DATA LISTING:
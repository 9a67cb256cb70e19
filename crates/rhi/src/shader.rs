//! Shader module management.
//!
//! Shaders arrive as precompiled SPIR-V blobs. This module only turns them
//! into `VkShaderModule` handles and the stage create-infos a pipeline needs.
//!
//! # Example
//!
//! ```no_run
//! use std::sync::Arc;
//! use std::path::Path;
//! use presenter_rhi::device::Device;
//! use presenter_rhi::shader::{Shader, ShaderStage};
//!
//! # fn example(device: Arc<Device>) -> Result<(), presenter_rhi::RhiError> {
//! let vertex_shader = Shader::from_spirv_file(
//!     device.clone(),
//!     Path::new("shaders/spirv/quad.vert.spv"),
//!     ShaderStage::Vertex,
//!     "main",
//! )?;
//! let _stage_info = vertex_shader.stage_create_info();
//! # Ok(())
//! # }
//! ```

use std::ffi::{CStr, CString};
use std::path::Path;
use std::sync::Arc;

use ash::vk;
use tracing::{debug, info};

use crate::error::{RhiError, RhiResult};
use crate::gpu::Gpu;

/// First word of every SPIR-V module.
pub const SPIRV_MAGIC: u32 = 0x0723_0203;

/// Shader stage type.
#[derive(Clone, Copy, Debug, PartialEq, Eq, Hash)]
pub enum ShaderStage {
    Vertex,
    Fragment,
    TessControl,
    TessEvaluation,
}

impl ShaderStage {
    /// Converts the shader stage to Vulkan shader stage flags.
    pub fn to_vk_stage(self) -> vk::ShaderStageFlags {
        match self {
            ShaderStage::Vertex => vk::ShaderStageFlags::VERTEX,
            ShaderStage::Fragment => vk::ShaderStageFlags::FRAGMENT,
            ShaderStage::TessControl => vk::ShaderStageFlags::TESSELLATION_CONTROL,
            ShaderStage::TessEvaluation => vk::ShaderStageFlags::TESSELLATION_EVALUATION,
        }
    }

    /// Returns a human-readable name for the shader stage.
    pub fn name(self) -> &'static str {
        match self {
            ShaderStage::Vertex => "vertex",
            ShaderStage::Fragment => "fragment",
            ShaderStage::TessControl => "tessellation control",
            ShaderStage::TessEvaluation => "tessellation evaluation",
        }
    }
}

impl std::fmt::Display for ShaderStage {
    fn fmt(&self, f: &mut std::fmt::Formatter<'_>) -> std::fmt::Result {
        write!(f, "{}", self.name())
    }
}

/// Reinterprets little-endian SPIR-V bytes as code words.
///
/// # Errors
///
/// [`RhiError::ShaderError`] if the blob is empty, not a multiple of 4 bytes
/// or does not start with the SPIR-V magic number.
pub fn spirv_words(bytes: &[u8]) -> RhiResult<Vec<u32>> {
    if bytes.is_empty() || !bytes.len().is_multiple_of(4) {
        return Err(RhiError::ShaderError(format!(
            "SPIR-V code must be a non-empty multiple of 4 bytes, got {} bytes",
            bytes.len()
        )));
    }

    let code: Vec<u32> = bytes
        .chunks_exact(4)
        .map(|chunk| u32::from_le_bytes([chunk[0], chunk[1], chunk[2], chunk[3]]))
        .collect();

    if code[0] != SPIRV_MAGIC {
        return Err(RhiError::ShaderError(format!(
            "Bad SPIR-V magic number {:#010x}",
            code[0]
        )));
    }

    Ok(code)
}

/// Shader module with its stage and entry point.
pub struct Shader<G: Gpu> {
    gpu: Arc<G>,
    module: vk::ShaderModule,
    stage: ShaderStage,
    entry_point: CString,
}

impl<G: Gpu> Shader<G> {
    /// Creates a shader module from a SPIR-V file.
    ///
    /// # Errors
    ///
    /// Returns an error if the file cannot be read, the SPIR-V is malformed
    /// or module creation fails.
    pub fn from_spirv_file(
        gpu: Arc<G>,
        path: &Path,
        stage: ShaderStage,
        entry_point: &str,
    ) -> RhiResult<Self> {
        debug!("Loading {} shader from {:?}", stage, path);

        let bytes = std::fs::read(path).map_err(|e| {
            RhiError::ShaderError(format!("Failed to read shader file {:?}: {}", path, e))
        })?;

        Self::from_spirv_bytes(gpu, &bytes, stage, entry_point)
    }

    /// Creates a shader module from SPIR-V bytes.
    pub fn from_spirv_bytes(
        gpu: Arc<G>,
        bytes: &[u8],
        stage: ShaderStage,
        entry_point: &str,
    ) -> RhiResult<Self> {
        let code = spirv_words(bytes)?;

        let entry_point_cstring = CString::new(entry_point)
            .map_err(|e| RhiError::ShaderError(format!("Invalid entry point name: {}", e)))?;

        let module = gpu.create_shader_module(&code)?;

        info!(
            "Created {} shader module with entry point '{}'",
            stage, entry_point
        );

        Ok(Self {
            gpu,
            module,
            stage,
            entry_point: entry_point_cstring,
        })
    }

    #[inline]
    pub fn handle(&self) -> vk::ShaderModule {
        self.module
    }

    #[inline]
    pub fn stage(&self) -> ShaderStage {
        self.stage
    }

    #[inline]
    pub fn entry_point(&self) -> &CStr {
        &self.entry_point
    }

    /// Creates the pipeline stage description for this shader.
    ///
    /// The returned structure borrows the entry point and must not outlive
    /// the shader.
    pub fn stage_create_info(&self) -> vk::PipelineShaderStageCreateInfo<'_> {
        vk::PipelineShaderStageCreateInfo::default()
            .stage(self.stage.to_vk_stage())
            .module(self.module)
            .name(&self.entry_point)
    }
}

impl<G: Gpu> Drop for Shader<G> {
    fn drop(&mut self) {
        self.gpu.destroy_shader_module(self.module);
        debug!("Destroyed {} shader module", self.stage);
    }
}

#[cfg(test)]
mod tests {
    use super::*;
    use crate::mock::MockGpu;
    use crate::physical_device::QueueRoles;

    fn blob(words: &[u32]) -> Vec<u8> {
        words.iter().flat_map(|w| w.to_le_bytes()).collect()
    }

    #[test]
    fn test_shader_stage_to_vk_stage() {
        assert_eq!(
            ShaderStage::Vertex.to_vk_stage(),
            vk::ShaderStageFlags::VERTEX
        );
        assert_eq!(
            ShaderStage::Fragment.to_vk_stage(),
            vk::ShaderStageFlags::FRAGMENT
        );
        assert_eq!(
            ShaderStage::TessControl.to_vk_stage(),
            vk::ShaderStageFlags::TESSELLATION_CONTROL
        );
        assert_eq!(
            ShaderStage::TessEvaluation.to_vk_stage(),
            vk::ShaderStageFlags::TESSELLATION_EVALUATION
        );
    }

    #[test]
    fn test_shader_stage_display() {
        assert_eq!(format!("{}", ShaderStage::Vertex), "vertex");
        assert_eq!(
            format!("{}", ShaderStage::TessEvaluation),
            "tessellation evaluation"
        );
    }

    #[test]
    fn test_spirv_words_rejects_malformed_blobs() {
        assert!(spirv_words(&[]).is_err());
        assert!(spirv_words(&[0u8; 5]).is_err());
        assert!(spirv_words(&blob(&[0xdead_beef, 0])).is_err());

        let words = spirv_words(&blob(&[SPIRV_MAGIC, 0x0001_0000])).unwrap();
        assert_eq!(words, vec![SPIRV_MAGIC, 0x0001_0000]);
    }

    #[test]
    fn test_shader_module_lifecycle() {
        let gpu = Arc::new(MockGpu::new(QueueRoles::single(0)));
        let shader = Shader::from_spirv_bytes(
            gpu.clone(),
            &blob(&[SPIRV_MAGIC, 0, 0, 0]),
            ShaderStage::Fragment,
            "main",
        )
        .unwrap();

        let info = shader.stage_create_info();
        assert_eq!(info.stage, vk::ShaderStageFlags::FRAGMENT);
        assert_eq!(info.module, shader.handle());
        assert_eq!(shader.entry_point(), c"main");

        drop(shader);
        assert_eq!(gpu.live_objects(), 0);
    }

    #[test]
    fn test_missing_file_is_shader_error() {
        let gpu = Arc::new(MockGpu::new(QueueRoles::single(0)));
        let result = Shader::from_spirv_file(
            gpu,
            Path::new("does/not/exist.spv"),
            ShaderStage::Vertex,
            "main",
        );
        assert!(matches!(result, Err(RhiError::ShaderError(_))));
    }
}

--

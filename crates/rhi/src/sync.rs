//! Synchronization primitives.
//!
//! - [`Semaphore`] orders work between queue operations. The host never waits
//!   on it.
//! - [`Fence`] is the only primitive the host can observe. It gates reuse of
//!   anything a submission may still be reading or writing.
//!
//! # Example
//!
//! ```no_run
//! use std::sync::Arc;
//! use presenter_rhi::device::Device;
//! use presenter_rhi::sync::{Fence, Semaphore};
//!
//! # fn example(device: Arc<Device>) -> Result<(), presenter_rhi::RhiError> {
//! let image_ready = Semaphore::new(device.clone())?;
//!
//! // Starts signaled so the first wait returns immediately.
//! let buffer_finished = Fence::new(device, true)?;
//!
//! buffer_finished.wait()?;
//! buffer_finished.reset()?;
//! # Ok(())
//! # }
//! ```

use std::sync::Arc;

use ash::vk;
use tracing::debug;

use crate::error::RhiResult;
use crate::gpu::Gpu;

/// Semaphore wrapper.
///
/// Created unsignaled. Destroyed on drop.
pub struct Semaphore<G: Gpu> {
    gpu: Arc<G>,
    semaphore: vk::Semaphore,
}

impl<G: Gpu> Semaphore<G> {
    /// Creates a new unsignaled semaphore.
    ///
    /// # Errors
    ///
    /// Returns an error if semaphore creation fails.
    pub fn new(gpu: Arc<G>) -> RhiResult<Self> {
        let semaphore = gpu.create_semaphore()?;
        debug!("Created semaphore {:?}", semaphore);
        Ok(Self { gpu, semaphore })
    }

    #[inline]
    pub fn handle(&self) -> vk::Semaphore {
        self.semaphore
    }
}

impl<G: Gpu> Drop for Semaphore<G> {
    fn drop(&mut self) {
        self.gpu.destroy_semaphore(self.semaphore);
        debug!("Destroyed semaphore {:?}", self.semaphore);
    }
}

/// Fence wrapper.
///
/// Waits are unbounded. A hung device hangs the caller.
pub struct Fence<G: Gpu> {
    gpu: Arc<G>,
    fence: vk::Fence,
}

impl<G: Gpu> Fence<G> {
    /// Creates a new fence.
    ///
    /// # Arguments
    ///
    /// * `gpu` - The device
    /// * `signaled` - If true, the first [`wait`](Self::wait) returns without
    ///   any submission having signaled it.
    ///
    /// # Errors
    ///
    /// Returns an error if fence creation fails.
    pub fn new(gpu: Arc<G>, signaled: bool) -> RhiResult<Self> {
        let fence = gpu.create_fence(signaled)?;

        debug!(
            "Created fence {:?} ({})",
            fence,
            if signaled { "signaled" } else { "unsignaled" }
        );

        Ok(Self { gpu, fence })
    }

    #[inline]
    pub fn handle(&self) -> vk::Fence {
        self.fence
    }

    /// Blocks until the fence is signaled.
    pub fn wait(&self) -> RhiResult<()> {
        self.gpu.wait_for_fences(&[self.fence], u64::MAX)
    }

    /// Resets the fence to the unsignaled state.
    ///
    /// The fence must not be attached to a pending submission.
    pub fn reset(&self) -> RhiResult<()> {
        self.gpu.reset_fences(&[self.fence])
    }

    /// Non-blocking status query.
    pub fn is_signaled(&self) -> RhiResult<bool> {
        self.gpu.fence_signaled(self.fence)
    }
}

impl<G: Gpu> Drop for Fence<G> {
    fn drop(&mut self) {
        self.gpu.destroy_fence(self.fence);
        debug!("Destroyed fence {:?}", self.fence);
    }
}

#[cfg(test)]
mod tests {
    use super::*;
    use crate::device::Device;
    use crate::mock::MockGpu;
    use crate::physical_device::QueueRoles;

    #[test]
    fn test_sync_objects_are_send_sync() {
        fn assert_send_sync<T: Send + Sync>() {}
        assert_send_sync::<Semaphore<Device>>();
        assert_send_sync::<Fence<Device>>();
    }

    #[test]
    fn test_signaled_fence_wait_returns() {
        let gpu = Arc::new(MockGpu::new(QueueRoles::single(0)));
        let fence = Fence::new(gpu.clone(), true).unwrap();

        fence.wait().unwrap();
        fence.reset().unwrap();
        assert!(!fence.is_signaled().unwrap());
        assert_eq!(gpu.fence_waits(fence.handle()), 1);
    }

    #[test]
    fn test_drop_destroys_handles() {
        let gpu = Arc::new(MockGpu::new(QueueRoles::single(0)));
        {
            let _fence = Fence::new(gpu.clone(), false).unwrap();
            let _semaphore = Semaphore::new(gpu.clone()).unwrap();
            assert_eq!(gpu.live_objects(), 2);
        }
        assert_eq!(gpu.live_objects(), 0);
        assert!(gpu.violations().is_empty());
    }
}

WHAT THE EXERCISE ASKS: Filter the records above, keeping each line that contains the word "collect".

COMPLETED TASK:
        .collect();
        words.iter().flat_map(|w| w.to_le_bytes()).collect()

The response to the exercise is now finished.